DATA IN THIS EXERCISE
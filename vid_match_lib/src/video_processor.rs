use std::{collections::BTreeMap, fs, path::Path};

use image::RgbImage;
use log::{debug, trace, warn};
use vid_match_common::{decode_jpeg, encode_jpeg};

use crate::{
    definitions::THUMB_JPEG_QUALITY, CacheId, CaptureStore, Error, FingerprintBuilder,
    FrameCompositor, FrameDecoder, HashedVideo, ThumbnailLayout, VideoMetadata, VideoRecord,
};

/// Turns video files into [`HashedVideo`]s, reusing whatever a [`CaptureStore`] already
/// knows about each file.
pub struct VideoProcessor<D, S> {
    compositor: FrameCompositor<D>,
    decoder: D,
    store: S,
    layout: ThumbnailLayout,
}

impl<D: FrameDecoder + Clone, S: CaptureStore> VideoProcessor<D, S> {
    pub fn new(decoder: D, store: S, layout: ThumbnailLayout) -> Self {
        Self {
            compositor: FrameCompositor::new(decoder.clone(), layout),
            decoder,
            store,
            layout,
        }
    }

    #[must_use]
    pub const fn layout(&self) -> ThumbnailLayout {
        self.layout
    }

    /// Fingerprint one video.
    ///
    /// Metadata and captures are read from the store when present. Anything newly
    /// read from the decoder is written back; a failed write is logged and otherwise ignored.
    ///
    /// # Errors
    /// * [`Error::FileMissing`] if the file cannot be stat-ed
    /// * [`Error::NotVideo`] if it has zero width, height or duration
    /// * [`Error::Decoder`] if its metadata could not be read
    /// * anything [`FrameCompositor::composite`] rejects the video for
    /// * [`Error::DegenerateContent`] if every hash slot came out zero
    pub fn process(&self, path: impl AsRef<Path>) -> Result<HashedVideo, Error> {
        let path = path.as_ref();

        let file_meta = fs::metadata(path).map_err(|_e| Error::FileMissing(path.to_path_buf()))?;
        let modified = file_meta
            .modified()
            .map_err(|_e| Error::FileMissing(path.to_path_buf()))?;
        let cache_id = CacheId::new(path, modified);

        let metadata = self.metadata(path, &cache_id)?;
        if !metadata.is_video() {
            return Err(Error::NotVideo);
        }

        let record = VideoRecord::new(path, file_meta.len(), modified, &metadata);

        let cached = self.cached_captures(path, &cache_id);
        let composite = self.compositor.composite(&record, &cached)?;

        for (percent, capture) in composite.new_captures {
            self.save_capture(path, &cache_id, percent, &capture);
        }

        let fingerprint = FingerprintBuilder::new(self.layout.hash_slots()).build(&composite.image)?;
        if fingerprint.is_degenerate() {
            return Err(Error::DegenerateContent);
        }

        let thumbnail = FingerprintBuilder::archival_thumbnail(&composite.image).unwrap_or_else(|e| {
            warn!(target: "fingerprinting", "{}: no archival thumbnail: {e}", path.display());
            vec![]
        });

        debug!(target: "fingerprinting", "fingerprinted {}", path.display());
        Ok(HashedVideo::new(record, fingerprint, thumbnail))
    }

    fn metadata(&self, path: &Path, cache_id: &CacheId) -> Result<VideoMetadata, Error> {
        if let Some(metadata) = self.store.read_metadata(cache_id) {
            trace!(target: "fingerprinting", "{}: cached metadata", path.display());
            return Ok(metadata);
        }

        let metadata = self.decoder.video_metadata(path)?;
        if let Err(e) = self.store.write_metadata(cache_id, &metadata) {
            warn!(target: "fingerprinting", "{}: failed to store metadata: {e}", path.display());
        }
        Ok(metadata)
    }

    fn cached_captures(&self, path: &Path, cache_id: &CacheId) -> BTreeMap<u32, RgbImage> {
        self.layout
            .percentages()
            .iter()
            .filter_map(|&percent| {
                let jpeg = self.store.read_capture(cache_id, percent)?;
                match decode_jpeg(&jpeg) {
                    Ok(capture) => Some((percent, capture)),
                    Err(e) => {
                        warn!(
                            target: "fingerprinting",
                            "{}: ignoring unreadable capture at {percent}%: {e}",
                            path.display()
                        );
                        None
                    }
                }
            })
            .collect()
    }

    fn save_capture(&self, path: &Path, cache_id: &CacheId, percent: u32, capture: &RgbImage) {
        let saved = encode_jpeg(capture, THUMB_JPEG_QUALITY)
            .map_err(|e| e.to_string())
            .and_then(|jpeg| {
                self.store
                    .write_capture(cache_id, percent, jpeg)
                    .map_err(|e| e.to_string())
            });

        if let Err(e) = saved {
            warn!(
                target: "fingerprinting",
                "{}: failed to store capture at {percent}%: {e}",
                path.display()
            );
        }
    }
}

WORK INSTRUCTIONS
Copy all lines above containing the string "FrameCompositor".

YOUR SOLUTION
    FrameCompositor, FrameDecoder, HashedVideo, ThumbnailLayout, VideoMetadata, VideoRecord,
    compositor: FrameCompositor<D>,
            compositor: FrameCompositor::new(decoder.clone(), layout),
    /// * anything [`FrameCompositor::composite`] rejects the video for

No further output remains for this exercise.